K2: Heard what? Not another of your false-fact alternative-truth stories?
Oh Koo, would I sell such a story you?
You might. Who knows? Ever since a White House spokesman said that a statement from that mighty edifice was no “longer operative”, I have been wary of believing what I read. Especially about political events.
Good for you! Trump has disputed video and photo evidence that Obama’s inauguration attracted a larger crowd than his. When challenged, Trump’s “counsellor” – a woman who sounded like something extruded from a cyborg created by artificial intelligence – said Trump was only presenting “alternative facts!”
But how can there be “alternative facts?” Two plus two is four! Can it “alternatively” equal four and two-thirds?

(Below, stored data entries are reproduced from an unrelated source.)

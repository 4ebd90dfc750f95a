// ==========================================
// 订舱履约核心 - 行映射工具
// ==========================================
// 职责: 时间戳/枚举列的统一读写，消除各仓储重复代码
// ==========================================

use chrono::NaiveDateTime;
use rusqlite::types::Type;
use rusqlite::Row;

use crate::db::TS_FORMAT;

/// 时间戳格式化为存储文本
pub fn fmt_ts(ts: NaiveDateTime) -> String {
    ts.format(TS_FORMAT).to_string()
}

/// 读取必填时间戳列
pub fn get_ts(row: &Row, idx: usize) -> rusqlite::Result<NaiveDateTime> {
    let raw: String = row.get(idx)?;
    NaiveDateTime::parse_from_str(&raw, TS_FORMAT)
        .map_err(|e| rusqlite::Error::FromSqlConversionFailure(idx, Type::Text, Box::new(e)))
}

/// 读取可空时间戳列
pub fn get_opt_ts(row: &Row, idx: usize) -> rusqlite::Result<Option<NaiveDateTime>> {
    match row.get::<_, Option<String>>(idx)? {
        Some(raw) => NaiveDateTime::parse_from_str(&raw, TS_FORMAT)
            .map(Some)
            .map_err(|e| rusqlite::Error::FromSqlConversionFailure(idx, Type::Text, Box::new(e))),
        None => Ok(None),
    }
}

/// 读取枚举列（未知代码视为数据损坏）
pub fn get_enum<T>(row: &Row, idx: usize, parse: fn(&str) -> Option<T>) -> rusqlite::Result<T> {
    let raw: String = row.get(idx)?;
    parse(&raw).ok_or_else(|| {
        rusqlite::Error::FromSqlConversionFailure(
            idx,
            Type::Text,
            format!("未知枚举值: {}", raw).into(),
        )
    })
}

/// 读取 0/1 布尔列
pub fn get_flag(row: &Row, idx: usize) -> rusqlite::Result<bool> {
    Ok(row.get::<_, i64>(idx)? != 0)
}

#[cfg(test)]
mod tests {
    use super::*;
    use chrono::NaiveDate;

    #[test]
    fn test_ts_roundtrip_through_sqlite() {
        let conn = rusqlite::Connection::open_in_memory().unwrap();
        let ts = NaiveDate::from_ymd_opt(2026, 5, 1)
            .unwrap()
            .and_hms_opt(13, 45, 0)
            .unwrap();

        let read = conn
            .query_row("SELECT ?1, NULL", [fmt_ts(ts)], |row| {
                Ok((get_ts(row, 0)?, get_opt_ts(row, 1)?))
            })
            .unwrap();

        assert_eq!(read, (ts, None));
    }

    #[test]
    fn test_unknown_enum_is_conversion_failure() {
        let conn = rusqlite::Connection::open_in_memory().unwrap();
        let result = conn.query_row("SELECT 'LOST'", [], |row| {
            get_enum(row, 0, crate::domain::ContainerStatus::parse)
        });
        assert!(matches!(
            result,
            Err(rusqlite::Error::FromSqlConversionFailure(0, _, _))
        ));
    }
}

In a Trump world, it can. Just as the notion that five and five equals ten can be dismissed as “fake news” even if it’s read straight from a calculator!
Koo, I tell you the word is in trouble. If the most powerfully endowed information management system – that of the White House – cannot be trusted to tell the world with simple, straight-forward facts, what’s going on in the world, then where are we?

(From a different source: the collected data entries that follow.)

//! Data document helpers. Contains [load] reading the portfolio data file and
//! [stamp_current_year] adding computed year to it.

use crate::common::document::{CURRENT_YEAR_KEY, Document};
use anyhow::{Context, Error, bail};
use chrono::{Datelike, Utc};
use serde_json::Value;
use std::{fs, io, path::Path};

/// Reads and parses portfolio data file at `path`.
///
/// Fails if file does not exist, cannot be read, is not a valid JSON or its
/// root is not an object. No other validation is performed, document is
/// returned as is.
pub fn load(path: &Path) -> Result<Document, Error> {
    let content = match fs::read_to_string(path) {
        Ok(content) => content,
        Err(error) if error.kind() == io::ErrorKind::NotFound => {
            bail!("{} not found", path.display());
        }
        Err(error) => {
            return Err(Error::new(error).context(format!("cannot read {}", path.display())));
        }
    };

    let document =
        parse(&content).with_context(|| format!("invalid JSON in {}", path.display()))?;

    Ok(document)
}

/// Parses portfolio data document from JSON text.
///
/// # Examples
///
/// ```
/// # use anyhow::Error;
/// # use portfolio_site_builder::document::parse;
/// #
/// # fn main() -> Result<(), Error> {
/// let document = parse(r#"{"name": "Jane Doe", "skills": ["rust"]}"#)?;
/// assert_eq!(document["name"], "Jane Doe");
///
/// // templates need named variables, so root must be an object
/// assert!(parse("[1, 2, 3]").is_err());
/// # Ok(())
/// # }
/// ```
pub fn parse(content: &str) -> Result<Document, Error> {
    let value: Value = serde_json::from_str(content)?;

    match value {
        Value::Object(document) => Ok(document),
        value => bail!(
            "expected an object at the top level, got {}",
            value_kind(&value)
        ),
    }
}

/// Sets `current_year` in `document`, replacing value from data file if any.
pub fn stamp_current_year(
    document: &mut Document,
    year: i32,
) {
    document.insert(CURRENT_YEAR_KEY.to_owned(), Value::from(year));
}

/// Current calendar year, in UTC.
pub fn current_year() -> i32 {
    Utc::now().year()
}

fn value_kind(value: &Value) -> &'static str {
    match value {
        Value::Null => "null",
        Value::Bool(_) => "a boolean",
        Value::Number(_) => "a number",
        Value::String(_) => "a string",
        Value::Array(_) => "an array",
        Value::Object(_) => "an object",
    }
}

“A Chinese submarine has been captured in the Bay of San Francisco!” says the White House.
“No”, says a Pentagon source talking anonymously to The New York Times on because the source cannot be identified because it has not been authorised to speak on the issue.

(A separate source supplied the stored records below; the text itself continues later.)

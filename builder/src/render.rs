//! Template rendering. Contains [Renderer], a [minijinja] environment loading
//! templates from site directory, and [render_pages] producing both pages.

use crate::common::{
    config::{INDEX_TEMPLATE_NAME, RESUME_TEMPLATE_NAME},
    document::Document,
};
use anyhow::{Context, Error};
use minijinja::{
    AutoEscape, Environment, ErrorKind, Output, State, escape_formatter, path_loader,
    value::{Value, ValueKind},
};
use std::{fmt::Write, path::Path};

/// Renders templates found in a directory against portfolio data document.
///
/// Templates are loaded lazily by name, relative to directory given in
/// [Renderer::new]. Output escaping is enabled for all templates, regardless of
/// their extension, so any markup coming from the document (eg. inlined icons)
/// must be marked with `|safe` filter in template.
///
/// Strings are escaped with [escape_markup], so urls keep their `/` as is.
#[derive(Debug)]
pub struct Renderer {
    environment: Environment<'static>,
}
impl Renderer {
    /// Creates [self] loading templates from `template_directory`.
    pub fn new(template_directory: &Path) -> Self {
        let mut environment = Environment::new();
        environment.set_loader(path_loader(template_directory.to_path_buf()));
        environment.set_auto_escape_callback(|_template_name| AutoEscape::Html);
        environment.set_formatter(markup_formatter);

        Self { environment }
    }

    /// Renders template named `template_name` with `document` keys as template
    /// variables.
    ///
    /// # Examples
    ///
    /// ```
    /// # use anyhow::Error;
    /// # use portfolio_site_builder::{document::parse, render::Renderer};
    /// # use std::fs;
    /// #
    /// # fn main() -> Result<(), Error> {
    /// let directory = tempfile::tempdir()?;
    /// fs::write(
    ///     directory.path().join("hello.html"),
    ///     "<h1>{{ name }}</h1>{{ icon|safe }}",
    /// )?;
    ///
    /// let renderer = Renderer::new(directory.path());
    /// let page = renderer.render(
    ///     "hello.html",
    ///     &parse(r#"{"name": "Tom & Jerry", "icon": "<svg/>"}"#)?,
    /// )?;
    /// assert_eq!(page, "<h1>Tom &amp; Jerry</h1><svg/>");
    /// # Ok(())
    /// # }
    /// ```
    pub fn render(
        &self,
        template_name: &str,
        document: &Document,
    ) -> Result<String, Error> {
        let template = self
            .environment
            .get_template(template_name)
            .with_context(|| format!("cannot load template {template_name}"))?;

        let page = template
            .render(document)
            .with_context(|| format!("cannot render template {template_name}"))?;

        Ok(page)
    }
}

/// Formatter writing unsafe strings through [escape_markup]. Everything else
/// (safe strings, numbers, undefined, other escaping modes) goes through
/// [escape_formatter].
fn markup_formatter(
    output: &mut Output<'_>,
    state: &State<'_, '_>,
    value: &Value,
) -> Result<(), minijinja::Error> {
    match (state.auto_escape(), value.kind(), value.as_str()) {
        (AutoEscape::Html, ValueKind::String, Some(text)) if !value.is_safe() => {
            escape_markup(output, text).map_err(|_error| {
                minijinja::Error::new(ErrorKind::WriteFailure, "cannot write escaped output")
            })
        }
        _ => escape_formatter(output, state, value),
    }
}

/// Escapes `&`, `<`, `>`, `"` and `'`, leaving all other characters intact.
///
/// # Examples
///
/// ```
/// # use portfolio_site_builder::render::escape_markup;
/// let mut escaped = String::new();
/// escape_markup(&mut escaped, "<a href=\"https://example.com/?a=1&b='2'\">").unwrap();
/// assert_eq!(
///     escaped,
///     "&lt;a href=&#34;https://example.com/?a=1&amp;b=&#39;2&#39;&#34;&gt;"
/// );
/// ```
pub fn escape_markup(
    writer: &mut impl Write,
    text: &str,
) -> std::fmt::Result {
    let mut last = 0;
    for (index, character) in text.char_indices() {
        let replacement = match character {
            '&' => "&amp;",
            '<' => "&lt;",
            '>' => "&gt;",
            '"' => "&#34;",
            '\'' => "&#39;",
            _ => continue,
        };
        writer.write_str(&text[last..index])?;
        writer.write_str(replacement)?;
        last = index + character.len_utf8();
    }
    writer.write_str(&text[last..])
}

/// Both rendered pages, not yet written.
#[derive(Debug)]
pub struct Pages {
    /// Rendered `index_template.html`.
    pub index: String,
    /// Rendered `resume_template.html`.
    pub resume: String,
}

/// Renders index and resume templates against `document`.
///
/// Both pages are rendered before returning, so failure in either template
/// means nothing gets written.
pub fn render_pages(
    renderer: &Renderer,
    document: &Document,
) -> Result<Pages, Error> {
    let render = || -> Result<Pages, Error> {
        let index = renderer.render(INDEX_TEMPLATE_NAME, document)?;
        let resume = renderer.render(RESUME_TEMPLATE_NAME, document)?;

        Ok(Pages { index, resume })
    };

    let pages = render().context("error rendering templates")?;

    Ok(pages)
}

So what the White House did was to give us “alternative facts”? asks the
“No comment!” says the Pentagon source.
Whereupon everyone runs to hide in a nuclear bunker?
You said it, Koo. We’ve had “double-speak”. We’ve had “plausible deniability”. And now we’ve got “alternative-fake-news-facts.”
And you think the trend has reached Ghana already?
Koo, I don’t know. But read this item, which is from the internet:
QUOTE: “President Nana Akufo-Addo has finally declared his assets at the Auditor General’s Department… He declared his assets on January 24, 2017, a day after the Department said it was impossible for him to do so because the office had run out of receipt booklets. Sources at the presidency had indicated that the president was shocked and highly disappointed when he was told that the receipts which are issued as proof of assets declaration have run out, and they were unsure when some would be made available.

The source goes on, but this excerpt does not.